Saved data entries
▶

//! Referenced-files checklist rendering.

use chrono::NaiveDateTime;

use super::TIMESTAMP_FORMAT;

/// Renders the checklist of distinct referenced paths.
///
/// `present` decides the status glyph of each path (`✓` or `✗`); pass
/// `|_| true` when files are not checked on disk.
///
/// # Examples
///
/// ```
/// use chrono::NaiveDate;
/// use help_index_pipeline::render::render_checklist;
///
/// let at = NaiveDate::from_ymd_opt(2024, 5, 1).unwrap().and_hms_opt(9, 30, 0).unwrap();
/// let paths = vec!["Extras/a.pdf".to_string(), "Extras/b.pdf".to_string()];
/// let text = render_checklist(&paths, 3, at, |_| true);
/// assert!(text.starts_with("# Referenced Files Checklist\nGenerated: 2024-05-01 09:30:00\n"));
/// assert!(text.ends_with("Total Files: 2\nUnresolved Entries: 3\n\n✓ 1. Extras/a.pdf\n✓ 2. Extras/b.pdf\n"));
/// ```
pub fn render_checklist(
    paths: &[String],
    unresolved: usize,
    generated_at: NaiveDateTime,
    present: impl Fn(&str) -> bool,
) -> String {
    let mut out = String::new();
    out.push_str("# Referenced Files Checklist\n");
    out.push_str(&format!("Generated: {}\n", generated_at.format(TIMESTAMP_FORMAT)));
    out.push_str(&format!("Total Files: {}\n", paths.len()));
    out.push_str(&format!("Unresolved Entries: {unresolved}\n"));
    out.push('\n');

    for (index, path) in paths.iter().enumerate() {
        let status = if present(path) { '✓' } else { '✗' };
        out.push_str(&format!("{status} {}. {path}\n", index + 1));
    }
    out
}
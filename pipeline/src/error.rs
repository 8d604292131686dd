//! Error types for pipeline runs.
//!
//! Only I/O and configuration problems are errors. Malformed input lines and
//! unresolved entries are ordinary outcomes recorded in the run statistics.

use std::path::PathBuf;

use thiserror::Error;

/// Fatal errors that abort a pipeline run.
#[derive(Debug, Error)]
pub enum PipelineError {
    /// An input file could not be opened or read.
    #[error("cannot read input file '{}': {source}", path.display())]
    MissingInput {
        path: PathBuf,
        #[source]
        source: std::io::Error,
    },

    /// An output file could not be written.
    #[error("cannot write output file '{}': {source}", path.display())]
    OutputWrite {
        path: PathBuf,
        #[source]
        source: std::io::Error,
    },

    /// A configuration file could not be read or parsed.
    #[error("invalid config '{}': {detail}", path.display())]
    Config { path: PathBuf, detail: String },

    /// The resolved document could not be serialized for the JSON dump.
    #[error("JSON error: {0}")]
    Json(#[from] serde_json::Error),
}

impl PipelineError {
    /// Path of the file the failing operation was working on, if any.
    pub fn path(&self) -> Option<&std::path::Path> {
        match self {
            Self::MissingInput { path, .. }
            | Self::OutputWrite { path, .. }
            | Self::Config { path, .. } => Some(path),
            Self::Json(_) => None,
        }
    }
}

/// Convenience alias for results with [`PipelineError`].
pub type Result<T> = std::result::Result<T, PipelineError>;
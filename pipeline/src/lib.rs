//! Plain-text help index processing.
//!
//! This crate turns a hand-maintained help index into a browsable HTML page
//! and a checklist of the files the page references. A run has four stages:
//!
//! - [`builder::build_document`] classifies every line of the index and folds
//!   the result into a [`Document`] tree, dropping `EMPTY` placeholders and
//!   pruning branches left without entries.
//! - [`mapping::load_mapping`] reads the file listing into a [`MappingTable`]
//!   of image and document paths.
//! - [`resolve::resolve_document`] attaches the best-matching document (and
//!   image) to each entry by token overlap.
//! - [`render::render_html`] and [`render::render_checklist`] produce the
//!   outputs.
//!
//! [`run`] drives all stages against files on disk; [`transform`] does the
//! same on in-memory text.
//!
//! # Example
//!
//! ```
//! use chrono::NaiveDate;
//! use help_index_pipeline::config::IndexConfig;
//! use help_index_pipeline::transform;
//!
//! let index = "## ACME\n### Printers\n#### HELP\n- MC6700P: Getting Started Guide\n";
//! let mapping = "Extras/mc6700p-start.pdf: MC6700P Getting Started Guide\n";
//! let at = NaiveDate::from_ymd_opt(2024, 5, 1).unwrap().and_hms_opt(12, 0, 0).unwrap();
//!
//! let out = transform(index, mapping, &IndexConfig::default(), at);
//! assert_eq!(out.referenced, vec!["Extras/mc6700p-start.pdf"]);
//! assert!(out.html.contains("href=\"Extras/mc6700p-start.pdf\""));
//! assert!(out.checklist.contains("✓ 1. Extras/mc6700p-start.pdf"));
//! ```
//!
//! [`Document`]: help_index_core::Document
//! [`MappingTable`]: help_index_core::MappingTable

pub mod builder;
pub mod classify;
pub mod config;
pub mod error;
pub mod mapping;
pub mod markup;
pub mod render;
pub mod report;
pub mod resolve;

use std::collections::HashSet;
use std::fs;
use std::io::Write;
use std::path::{Path, PathBuf};

use chrono::NaiveDateTime;
use help_index_core::{Document, MappingTable};
use tracing::{info, warn};

use config::IndexConfig;
use error::{PipelineError, Result};
use render::RenderContext;
use report::RunSummary;

/// Default help index path, relative to the working directory.
pub const DEFAULT_INDEX_PATH: &str = "HelpIndex.txt";
/// Default mapping list path.
pub const DEFAULT_MAPPING_PATH: &str = "listing.txt";
/// Default HTML output path.
pub const DEFAULT_HTML_PATH: &str = "index.html";
/// Default checklist output path.
pub const DEFAULT_CHECKLIST_PATH: &str = "file-checklist.txt";

/// Input and output locations for [`run`].
#[derive(Debug, Clone, PartialEq, Eq)]
pub struct RunOptions {
    pub index_path: PathBuf,
    pub mapping_path: PathBuf,
    pub html_path: PathBuf,
    pub checklist_path: PathBuf,
    /// Where to dump the resolved document as JSON, if anywhere.
    pub json_path: Option<PathBuf>,
    /// Mark referenced files missing from disk with `✗` in the checklist.
    ///
    /// Paths are looked up relative to the directory of the HTML output,
    /// since that is where the page's links point.
    pub check_files: bool,
}

impl Default for RunOptions {
    fn default() -> Self {
        Self {
            index_path: PathBuf::from(DEFAULT_INDEX_PATH),
            mapping_path: PathBuf::from(DEFAULT_MAPPING_PATH),
            html_path: PathBuf::from(DEFAULT_HTML_PATH),
            checklist_path: PathBuf::from(DEFAULT_CHECKLIST_PATH),
            json_path: None,
            check_files: false,
        }
    }
}

/// Everything one pass over in-memory inputs produces.
#[derive(Debug, Clone)]
pub struct Transformed {
    /// The resolved document tree.
    pub document: Document,
    pub table: MappingTable,
    /// Distinct resolved paths in first-seen order.
    pub referenced: Vec<String>,
    pub html: String,
    pub checklist: String,
    pub summary: RunSummary,
}

/// Runs every stage on in-memory text and renders with a fixed timestamp.
///
/// Every checklist path is marked present; use [`transform_with`] to decide
/// the glyph per path.
pub fn transform(
    index_text: &str,
    mapping_text: &str,
    config: &IndexConfig,
    generated_at: NaiveDateTime,
) -> Transformed {
    transform_with(index_text, mapping_text, config, generated_at, |_| true)
}

/// Like [`transform`], with `present` deciding whether each referenced
/// path exists.
pub fn transform_with(
    index_text: &str,
    mapping_text: &str,
    config: &IndexConfig,
    generated_at: NaiveDateTime,
    present: impl Fn(&str) -> bool,
) -> Transformed {
    let (mut document, build) = builder::build_document(index_text, config);
    info!(
        brands = build.brands,
        sections = build.sections,
        entries = build.entries,
        dropped = build.empty_markers,
        "Built document"
    );
    if document.is_empty() {
        warn!("Help index contains no entries");
    }

    let (table, mapping) = mapping::load_mapping(mapping_text, &config.mapping);
    info!(
        documents = mapping.documents,
        images = mapping.images,
        skipped = mapping.skipped_lines,
        "Loaded mapping"
    );
    if table.is_empty() {
        warn!("Mapping list contains no entries; nothing will be linked");
    }

    let resolution = resolve::resolve_document(&mut document, &table, &config.resolver);
    let referenced = render::distinct_resolved_paths(&document);

    let context = RenderContext {
        config: &config.render,
        generated_at,
        unresolved: resolution.unresolved,
    };
    let html = render::render_html(&document, &referenced, &context);

    let (checklist, missing_files) = {
        let missing: HashSet<&str> = referenced
            .iter()
            .map(String::as_str)
            .filter(|path| !present(*path))
            .collect();
        let checklist =
            render::render_checklist(&referenced, resolution.unresolved, generated_at, |path| {
                !missing.contains(path)
            });
        (checklist, missing.len())
    };

    let summary = RunSummary {
        build,
        mapping,
        referenced_files: referenced.len(),
        missing_files,
        resolution,
    };

    Transformed {
        document,
        table,
        referenced,
        html,
        checklist,
        summary,
    }
}

/// Reads both inputs, runs the pipeline and writes the outputs.
///
/// Both inputs are read before anything is written, so a missing input
/// leaves existing outputs untouched.
///
/// # Errors
///
/// Returns [`PipelineError::MissingInput`] if an input cannot be read,
/// [`PipelineError::OutputWrite`] if an output cannot be written, and
/// [`PipelineError::Json`] if the JSON dump cannot be serialized.
pub fn run(options: &RunOptions, config: &IndexConfig) -> Result<RunSummary> {
    let index_text = read_input(&options.index_path)?;
    let mapping_text = read_input(&options.mapping_path)?;

    let generated_at = chrono::Local::now().naive_local();
    let base = options
        .html_path
        .parent()
        .filter(|dir| !dir.as_os_str().is_empty())
        .unwrap_or(Path::new("."))
        .to_path_buf();
    let check_files = options.check_files;

    let out = transform_with(&index_text, &mapping_text, config, generated_at, |path| {
        !check_files || base.join(path).exists()
    });
    if out.summary.missing_files > 0 {
        warn!(missing = out.summary.missing_files, "Referenced files not found on disk");
    }

    write_atomic(&options.html_path, &out.html)?;
    write_atomic(&options.checklist_path, &out.checklist)?;
    if let Some(json_path) = &options.json_path {
        let json = serde_json::to_string_pretty(&out.document)?;
        write_atomic(json_path, &json)?;
    }

    info!(
        html = %options.html_path.display(),
        checklist = %options.checklist_path.display(),
        referenced = out.summary.referenced_files,
        "Wrote outputs"
    );
    Ok(out.summary)
}

fn read_input(path: &Path) -> Result<String> {
    fs::read_to_string(path).map_err(|source| PipelineError::MissingInput {
        path: path.to_path_buf(),
        source,
    })
}

/// Writes `contents` to a sibling temp file, then renames it over `path`.
fn write_atomic(path: &Path, contents: &str) -> Result<()> {
    let output_error = |source| PipelineError::OutputWrite {
        path: path.to_path_buf(),
        source,
    };

    let file_name = path.file_name().ok_or_else(|| {
        output_error(std::io::Error::new(
            std::io::ErrorKind::InvalidInput,
            "output path has no file name",
        ))
    })?;
    let mut temp_name = std::ffi::OsString::from(".");
    temp_name.push(file_name);
    temp_name.push(".tmp");
    let temp_path = path.with_file_name(temp_name);

    let written = fs::File::create(&temp_path).and_then(|mut file| {
        file.write_all(contents.as_bytes())?;
        file.sync_all()
    });
    if let Err(source) = written {
        let _ = fs::remove_file(&temp_path);
        return Err(output_error(source));
    }
    fs::rename(&temp_path, path).map_err(|source| {
        let _ = fs::remove_file(&temp_path);
        output_error(source)
    })
}

#[cfg(test)]
mod tests {
    use super::*;
    use chrono::NaiveDate;

    fn at() -> NaiveDateTime {
        NaiveDate::from_ymd_opt(2024, 5, 1)
            .unwrap()
            .and_hms_opt(12, 0, 0)
            .unwrap()
    }

    #[test]
    fn test_run_options_default_paths() {
        let options = RunOptions::default();
        assert_eq!(options.index_path, PathBuf::from("HelpIndex.txt"));
        assert_eq!(options.mapping_path, PathBuf::from("listing.txt"));
        assert_eq!(options.html_path, PathBuf::from("index.html"));
        assert_eq!(options.checklist_path, PathBuf::from("file-checklist.txt"));
        assert!(options.json_path.is_none());
        assert!(!options.check_files);
    }

    #[test]
    fn test_transform_counts_unresolved_entries() {
        let index = "## ACME\n### Printers\n#### HELP\n- MC6700P: Getting Started Guide\n- Zebra: Label Setup\n";
        let mapping = "Extras/mc6700p-start.pdf: MC6700P Getting Started Guide\n";
        let out = transform(index, mapping, &IndexConfig::default(), at());

        assert_eq!(out.summary.resolution.resolved, 1);
        assert_eq!(out.summary.resolution.unresolved, 1);
        assert_eq!(out.summary.referenced_files, 1);
        assert!(out.checklist.contains("Unresolved Entries: 1\n"));
        assert!(out.html.contains("Entries without a file: 1"));
    }

    #[test]
    fn test_transform_with_marks_missing_paths() {
        let index = "#### HELP\n- Alpha Guide\n- Beta Guide\n";
        let mapping = "docs/alpha.pdf: Alpha Guide\ndocs/beta.pdf: Beta Guide\n";
        let out = transform_with(index, mapping, &IndexConfig::default(), at(), |path| {
            path == "docs/alpha.pdf"
        });

        assert_eq!(out.summary.missing_files, 1);
        assert!(out.checklist.contains("✓ 1. docs/alpha.pdf\n"));
        assert!(out.checklist.contains("✗ 2. docs/beta.pdf\n"));
    }

    #[test]
    fn test_write_atomic_replaces_existing_file() {
        let dir = tempfile::tempdir().unwrap();
        let path = dir.path().join("out.txt");
        fs::write(&path, "old contents that are longer").unwrap();

        write_atomic(&path, "new").unwrap();

        assert_eq!(fs::read_to_string(&path).unwrap(), "new");
        assert!(!dir.path().join(".out.txt.tmp").exists());
    }

    #[test]
    fn test_write_atomic_reports_output_path() {
        let dir = tempfile::tempdir().unwrap();
        let path = dir.path().join("missing-dir").join("out.txt");

        let err = write_atomic(&path, "x").unwrap_err();
        assert!(matches!(err, PipelineError::OutputWrite { .. }));
        assert_eq!(err.path(), Some(path.as_path()));
    }

    #[test]
    fn test_run_missing_index_writes_nothing() {
        let dir = tempfile::tempdir().unwrap();
        let options = RunOptions {
            index_path: dir.path().join("HelpIndex.txt"),
            mapping_path: dir.path().join("listing.txt"),
            html_path: dir.path().join("index.html"),
            checklist_path: dir.path().join("file-checklist.txt"),
            ..RunOptions::default()
        };
        fs::write(&options.mapping_path, "a.pdf: A\n").unwrap();

        let err = run(&options, &IndexConfig::default()).unwrap_err();
        assert!(matches!(err, PipelineError::MissingInput { .. }));
        assert_eq!(err.path(), Some(options.index_path.as_path()));
        assert!(!options.html_path.exists());
        assert!(!options.checklist_path.exists());
    }
}
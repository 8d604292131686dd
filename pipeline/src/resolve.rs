//! Fuzzy entry resolution.
//!
//! Each entry is matched against mapping descriptions by word-set overlap
//! (Jaccard similarity over normalized tokens). Scores are kept as exact
//! ratios so equal scores always compare equal, and ties go to the candidate
//! that appears first in the mapping table.

use std::cmp::Ordering;
use std::collections::HashSet;
use std::sync::LazyLock;

use help_index_core::{Document, MappingEntry, MappingTable};
use regex::Regex;
use tracing::{debug, info, warn};

use crate::config::ResolverConfig;
use crate::report::ResolutionSummary;

// SAFETY: These regexes are compile-time constants and are validated by tests.
static APOSTROPHES: LazyLock<Regex> =
    LazyLock::new(|| Regex::new(r"['’`]").expect("static regex must compile"));
static NON_WORD: LazyLock<Regex> =
    LazyLock::new(|| Regex::new(r"[^\p{L}\p{N}]+").expect("static regex must compile"));

/// Lower-cases `text`, drops apostrophes, turns every other run of
/// punctuation or whitespace into a single space, and trims.
///
/// # Examples
///
/// ```
/// use help_index_pipeline::resolve::normalize;
///
/// assert_eq!(normalize("  MC6700P:  Getting-Started  Guide! "), "mc6700p getting started guide");
/// assert_eq!(normalize("Designer's Gallery"), "designers gallery");
/// ```
pub fn normalize(text: &str) -> String {
    let lower = text.to_lowercase();
    let without_apostrophes = APOSTROPHES.replace_all(&lower, "");
    NON_WORD
        .replace_all(&without_apostrophes, " ")
        .trim()
        .to_string()
}

/// Distinct normalized word tokens of `text`.
pub fn tokens(text: &str) -> HashSet<String> {
    normalize(text)
        .split_whitespace()
        .map(str::to_string)
        .collect()
}

/// Similarity score as the exact ratio `shared / union` of two token sets.
///
/// Scores compare by value, so `1/3` equals `2/6`.
#[derive(Debug, Clone, Copy)]
pub struct Score {
    shared: usize,
    union: usize,
}

impl Score {
    pub const ZERO: Score = Score { shared: 0, union: 1 };

    pub fn new(shared: usize, union: usize) -> Self {
        if shared == 0 || union == 0 {
            Self::ZERO
        } else {
            Self { shared, union }
        }
    }

    pub fn shared(&self) -> usize {
        self.shared
    }

    pub fn union(&self) -> usize {
        self.union
    }

    pub fn is_zero(&self) -> bool {
        self.shared == 0
    }

    pub fn value(&self) -> f64 {
        self.shared as f64 / self.union as f64
    }

    /// Non-zero and strictly above `min_score`.
    pub fn qualifies(&self, min_score: f64) -> bool {
        !self.is_zero() && self.value() > min_score
    }
}

impl Ord for Score {
    fn cmp(&self, other: &Self) -> Ordering {
        (self.shared * other.union).cmp(&(other.shared * self.union))
    }
}

impl PartialOrd for Score {
    fn partial_cmp(&self, other: &Self) -> Option<Ordering> {
        Some(self.cmp(other))
    }
}

impl PartialEq for Score {
    fn eq(&self, other: &Self) -> bool {
        self.cmp(other) == Ordering::Equal
    }
}

impl Eq for Score {}

/// Jaccard similarity of two token sets.
pub fn jaccard(a: &HashSet<String>, b: &HashSet<String>) -> Score {
    let shared = a.intersection(b).count();
    Score::new(shared, a.len() + b.len() - shared)
}

/// Jaccard similarity of two texts after normalization.
///
/// # Examples
///
/// ```
/// use help_index_pipeline::resolve::{Score, similarity};
///
/// let score = similarity("MC6700P: Getting Started Guide", "MC6700P Getting Started Guide");
/// assert_eq!(score.value(), 1.0);
/// assert_eq!(similarity("Quick Guide", "Quick Start"), Score::new(1, 3));
/// assert!(similarity("abc", "xyz").is_zero());
/// ```
pub fn similarity(a: &str, b: &str) -> Score {
    jaccard(&tokens(a), &tokens(b))
}

/// Candidates with their description tokens computed once.
pub struct CandidateIndex<'t> {
    candidates: Vec<(&'t MappingEntry, HashSet<String>)>,
}

impl<'t> CandidateIndex<'t> {
    /// Indexes `entries` in iteration order.
    pub fn new(entries: impl IntoIterator<Item = &'t MappingEntry>) -> Self {
        Self {
            candidates: entries
                .into_iter()
                .map(|entry| (entry, tokens(entry.description())))
                .collect(),
        }
    }

    pub fn len(&self) -> usize {
        self.candidates.len()
    }

    pub fn is_empty(&self) -> bool {
        self.candidates.is_empty()
    }

    /// Best qualifying candidate for the given tokens; earlier candidates win
    /// ties.
    pub fn best(&self, query: &HashSet<String>, min_score: f64) -> Option<(&'t MappingEntry, Score)> {
        if query.is_empty() {
            return None;
        }
        let mut best: Option<(&'t MappingEntry, Score)> = None;
        for (entry, candidate_tokens) in &self.candidates {
            let score = jaccard(query, candidate_tokens);
            if !score.qualifies(min_score) {
                continue;
            }
            if best.is_none_or(|(_, best_score)| score > best_score) {
                best = Some((*entry, score));
            }
        }
        best
    }
}

/// Finds the best-matching candidate for `text`.
///
/// # Examples
///
/// ```
/// use help_index_core::{MappingEntry, MappingKind};
/// use help_index_pipeline::resolve::best_match;
///
/// let candidates = [
///     MappingEntry::new("Extras/a.pdf", "Quilting Basics", MappingKind::Document),
///     MappingEntry::new("Extras/b.pdf", "Quilting Basics", MappingKind::Document),
/// ];
/// let found = best_match("Basics of quilting", &candidates, 0.2).unwrap();
/// assert_eq!(found.path(), "Extras/a.pdf");
/// assert!(best_match("Threading", &candidates, 0.2).is_none());
/// ```
pub fn best_match<'t>(
    text: &str,
    candidates: impl IntoIterator<Item = &'t MappingEntry>,
    min_score: f64,
) -> Option<&'t MappingEntry> {
    CandidateIndex::new(candidates)
        .best(&tokens(text), min_score)
        .map(|(entry, _)| entry)
}

/// Resolves every entry of `document` against `table`.
///
/// Entries in linkable sections get the best document mapping; when image
/// resolution is on, every entry also gets the best image mapping. Paths
/// already set are never overwritten, so running this twice gives the same
/// tree.
pub fn resolve_document(
    document: &mut Document,
    table: &MappingTable,
    config: &ResolverConfig,
) -> ResolutionSummary {
    let documents = CandidateIndex::new(table.documents());
    let images = CandidateIndex::new(table.images());
    let mut summary = ResolutionSummary::default();

    for (kind, entry) in document.entries_mut() {
        let text = entry.text();
        let query = tokens(&text);

        if config.is_linkable(kind) {
            summary.linkable += 1;
            if !entry.is_resolved() {
                if let Some((found, score)) = documents.best(&query, config.min_score) {
                    debug!(entry = %text, path = found.path(), score = score.value(), "Resolved entry");
                    if let Err(err) = entry.set_resolved_path(found.path()) {
                        warn!(error = %err, "Skipping document resolution");
                    }
                }
            }

            if entry.is_resolved() {
                summary.resolved += 1;
            } else {
                debug!(entry = %text, section = %kind, "No document matched entry");
                summary.unresolved += 1;
                summary.unresolved_entries.push(text.clone());
            }
        }

        if config.resolve_images && entry.image_path().is_none() {
            if let Some((found, _)) = images.best(&query, config.min_score) {
                if let Err(err) = entry.set_image_path(found.path()) {
                    warn!(error = %err, "Skipping image resolution");
                }
            }
        }
        if entry.image_path().is_some() {
            summary.images += 1;
        }
    }

    info!(
        linkable = summary.linkable,
        resolved = summary.resolved,
        unresolved = summary.unresolved,
        images = summary.images,
        candidates = documents.len(),
        "Resolved entries"
    );
    summary
}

◀

TASK PROMPT »
If a line of the entries above holds the word "tests", count it; report only how many such lines there are.

TASK ANSWER »
2